Please write out, exactly as given, every line of the entries below up to and including the line with "salt, and hash).".

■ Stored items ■
^^^^
//! Route definitions for `/articles`: authoring plus the review workflow.
//!
//! Static segments (`/pending`, `/edited`) take priority over the
//! `{article_id}` capture, so the two listing routes never shadow an id.

use axum::routing::{get, post};
use axum::Router;

use crate::handlers::{articles, review};
use crate::state::AppState;

/// Routes mounted at `/articles`.
///
/// ```text
/// POST /                        create_article      (auth)
/// GET  /{article_id}            get_article         (auth)
/// PUT  /{article_id}            update_article      (auth)
/// GET  /pending                 list_pending        (editor)
/// POST /{article_id}/review     review_article      (editor)
/// GET  /edited                  edit_history        (editor)
/// ```
pub fn router() -> Router<AppState> {
    Router::new()
        .route("/", post(articles::create_article))
        .route(
            "/{article_id}",
            get(articles::get_article).put(articles::update_article),
        )
        .route("/pending", get(review::list_pending))
        .route("/{article_id}/review", post(review::review_article))
        .route("/edited", get(review::edit_history))
}
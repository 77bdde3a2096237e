//! Copydesk API server library.
//!
//! Exposes the building blocks (config, state, error handling, auth,
//! routes) so integration tests and the binary entrypoint can both
//! access them.

pub mod auth;
pub mod config;
pub mod error;
pub mod handlers;
pub mod middleware;
pub mod response;
pub mod router;
pub mod routes;
pub mod state;
//! Argon2id password hashing and verification.
//!
//! All password hashes use the Argon2id variant with a cryptographically
//! random salt generated via [`OsRng`]. The PHC string format is used for
//! storage so that algorithm parameters and salt are embedded in the hash
//! itself.

use argon2::password_hash::rand_core::OsRng;
use argon2::password_hash::{PasswordHash, PasswordHasher, PasswordVerifier, SaltString};
use argon2::Argon2;

/// Minimum accepted password length at registration.
pub const MIN_PASSWORD_LENGTH: usize = 8;

/// Hash a plaintext password using Argon2id with a random salt.
///
/// Returns the PHC-formatted hash string (includes algorithm, params, salt, and hash).
pub fn hash_password(password: &str) -> Result<String, argon2::password_hash::Error> {
    let salt = SaltString::generate(&mut OsRng);
    let argon2 = Argon2::default(); // Argon2id with default params
    let hash = argon2.hash_password(password.as_bytes(), &salt)?;
    Ok(hash.to_string())
}

/// Verify a plaintext password against a stored PHC-formatted Argon2id hash.
///
/// Returns `Ok(true)` if the password matches, `Ok(false)` if it does not.
pub fn verify_password(password: &str, hash: &str) -> Result<bool, argon2::password_hash::Error> {
    let parsed_hash = PasswordHash::new(hash)?;
    match Argon2::default().verify_password(password.as_bytes(), &parsed_hash) {
        Ok(()) => Ok(true),
        Err(argon2::password_hash::Error::Password) => Ok(false),
        Err(e) => Err(e),
    }
}
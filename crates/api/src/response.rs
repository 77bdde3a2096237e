//! Shared response envelope types for API handlers.
//!
//! All API responses use a `{ "data": ... }` envelope. Use [`DataResponse`]
//! instead of ad-hoc `serde_json::json!({ "data": ... })` to get
//! compile-time type safety and consistent serialization.

use serde::Serialize;

/// Standard `{ "data": T }` response envelope.
#[derive(Debug, Serialize)]
pub struct DataResponse<T: Serialize> {
    pub data: T,
}
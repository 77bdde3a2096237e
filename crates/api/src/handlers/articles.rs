//! Handlers for authoring operations on `/articles`.
//!
//! Authoring never touches `status`: the request DTOs carry title and
//! content only, so a submitted status key is dropped at deserialization
//! (server-side allow-list, never trust a client-disabled field).

use axum::extract::{Path, State};
use axum::http::StatusCode;
use axum::Json;

use copydesk_core::article::validate_article_fields;
use copydesk_core::error::CoreError;
use copydesk_core::types::DbId;
use copydesk_db::models::article::{Article, CreateArticle, UpdateArticle};
use copydesk_db::repositories::ArticleRepo;

use crate::error::{AppError, AppResult};
use crate::middleware::rbac::RequireAuth;
use crate::response::DataResponse;
use crate::state::AppState;

/// POST /api/v1/articles
///
/// Create an article owned by the caller. Starts in `pending_review`.
/// Returns 201 with the stored article; the client uses its id for the
/// detail redirect.
pub async fn create_article(
    RequireAuth(user): RequireAuth,
    State(state): State<AppState>,
    Json(input): Json<CreateArticle>,
) -> AppResult<(StatusCode, Json<DataResponse<Article>>)> {
    validate_article_fields(&input.title, &input.content)?;

    let article = ArticleRepo::create(&state.pool, user.writer_id, &input).await?;

    tracing::info!(
        writer_id = user.writer_id,
        article_id = article.id,
        "Article created"
    );

    Ok((StatusCode::CREATED, Json(DataResponse { data: article })))
}

/// GET /api/v1/articles/{article_id}
///
/// Fetch a single article.
pub async fn get_article(
    RequireAuth(_user): RequireAuth,
    State(state): State<AppState>,
    Path(article_id): Path<DbId>,
) -> AppResult<Json<DataResponse<Article>>> {
    let article = ArticleRepo::find_by_id(&state.pool, article_id)
        .await?
        .ok_or_else(|| {
            AppError::Core(CoreError::NotFound {
                entity: "Article",
                id: article_id,
            })
        })?;
    Ok(Json(DataResponse { data: article }))
}

/// PUT /api/v1/articles/{article_id}
///
/// Update an article's title and content. The status column is not
/// reachable from this path regardless of what the request body carries.
pub async fn update_article(
    RequireAuth(user): RequireAuth,
    State(state): State<AppState>,
    Path(article_id): Path<DbId>,
    Json(input): Json<UpdateArticle>,
) -> AppResult<Json<DataResponse<Article>>> {
    validate_article_fields(&input.title, &input.content)?;

    let article = ArticleRepo::update(&state.pool, article_id, &input)
        .await?
        .ok_or_else(|| {
            AppError::Core(CoreError::NotFound {
                entity: "Article",
                id: article_id,
            })
        })?;

    tracing::info!(
        writer_id = user.writer_id,
        article_id = article.id,
        "Article updated"
    );

    Ok(Json(DataResponse { data: article }))
}
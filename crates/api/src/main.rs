use std::net::SocketAddr;
use std::sync::Arc;

use tracing_subscriber::{layer::SubscriberExt, util::SubscriberInitExt};

use copydesk_api::config::ServerConfig;
use copydesk_api::router::build_app_router;
use copydesk_api::state::AppState;

#[tokio::main]
async fn main() {
    dotenvy::dotenv().ok();

    // --- Tracing ---
    tracing_subscriber::registry()
        .with(
            tracing_subscriber::EnvFilter::try_from_default_env()
                .unwrap_or_else(|_| "copydesk_api=debug,tower_http=debug".into()),
        )
        .with(tracing_subscriber::fmt::layer())
        .init();

    // --- Configuration ---
    let config = ServerConfig::from_env();
    tracing::info!(host = %config.host, port = %config.port, "Loaded server configuration");

    // --- Database ---
    let database_url = std::env::var("DATABASE_URL").expect("DATABASE_URL must be set");

    let pool = copydesk_db::create_pool(&database_url)
        .await
        .expect("Failed to connect to database");
    tracing::info!("Database connection pool created");

    copydesk_db::health_check(&pool)
        .await
        .expect("Database health check failed");
    tracing::info!("Database health check passed");

    copydesk_db::run_migrations(&pool)
        .await
        .expect("Failed to run database migrations");
    tracing::info!("Database migrations applied");

    // --- App state & router ---
    let state = AppState {
        pool,
        config: Arc::new(config.clone()),
    };
    let app = build_app_router(state, &config);

    // --- Start server ---
    let addr = SocketAddr::new(
        config.host.parse().expect("Invalid HOST address"),
        config.port,
    );
    tracing::info!(%addr, "Starting server");

    let listener = tokio::net::TcpListener::bind(addr)
        .await
        .expect("Failed to bind to address");

    axum::serve(listener, app)
        .with_graceful_shutdown(shutdown_signal())
        .await
        .expect("Server error");

    tracing::info!("Graceful shutdown complete");
}

/// Wait for a termination signal to initiate graceful shutdown.
///
/// Handles both SIGINT (Ctrl-C) and SIGTERM (on Unix) so the server
/// shuts down cleanly whether stopped interactively or by a process
/// manager (e.g. systemd, Docker, Kubernetes).
async fn shutdown_signal() {
    let ctrl_c = async {
        tokio::signal::ctrl_c()
            .await
            .expect("Failed to install Ctrl-C handler");
    };

    #[cfg(unix)]
    let terminate = async {
        tokio::signal::unix::signal(tokio::signal::unix::SignalKind::terminate())
            .expect("Failed to install SIGTERM handler")
            .recv()
            .await;
    };

    #[cfg(not(unix))]
    let terminate = std::future::pending::<()>();

    tokio::select! {
        () = ctrl_c => {
            tracing::info!("Received SIGINT (Ctrl-C), starting graceful shutdown");
        }
        () = terminate => {
            tracing::info!("Received SIGTERM, starting graceful shutdown");
        }
    }
}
^^^^
■ Solution to the problem ■
//! Route definitions for `/articles`: authoring plus the review workflow.
//!
//! Static segments (`/pending`, `/edited`) take priority over the
//! `{article_id}` capture, so the two listing routes never shadow an id.

use axum::routing::{get, post};
use axum::Router;

use crate::handlers::{articles, review};
use crate::state::AppState;

/// Routes mounted at `/articles`.
///
/// ```text
/// POST /                        create_article      (auth)
/// GET  /{article_id}            get_article         (auth)
/// PUT  /{article_id}            update_article      (auth)
/// GET  /pending                 list_pending        (editor)
/// POST /{article_id}/review     review_article      (editor)
/// GET  /edited                  edit_history        (editor)
/// ```
pub fn router() -> Router<AppState> {
    Router::new()
        .route("/", post(articles::create_article))
        .route(
            "/{article_id}",
            get(articles::get_article).put(articles::update_article),
        )
        .route("/pending", get(review::list_pending))
        .route("/{article_id}/review", post(review::review_article))
        .route("/edited", get(review::edit_history))
}
repository 77bdde3a2096237e
//! Copydesk API server library.
//!
//! Exposes the building blocks (config, state, error handling, auth,
//! routes) so integration tests and the binary entrypoint can both
//! access them.

pub mod auth;
pub mod config;
pub mod error;
pub mod handlers;
pub mod middleware;
pub mod response;
pub mod router;
pub mod routes;
pub mod state;
//! Argon2id password hashing and verification.
//!
//! All password hashes use the Argon2id variant with a cryptographically
//! random salt generated via [`OsRng`]. The PHC string format is used for
//! storage so that algorithm parameters and salt are embedded in the hash
//! itself.

use argon2::password_hash::rand_core::OsRng;
use argon2::password_hash::{PasswordHash, PasswordHasher, PasswordVerifier, SaltString};
use argon2::Argon2;

/// Minimum accepted password length at registration.
pub const MIN_PASSWORD_LENGTH: usize = 8;

/// Hash a plaintext password using Argon2id with a random salt.
///
/// Returns the PHC-formatted hash string (includes algorithm, params, salt, and hash).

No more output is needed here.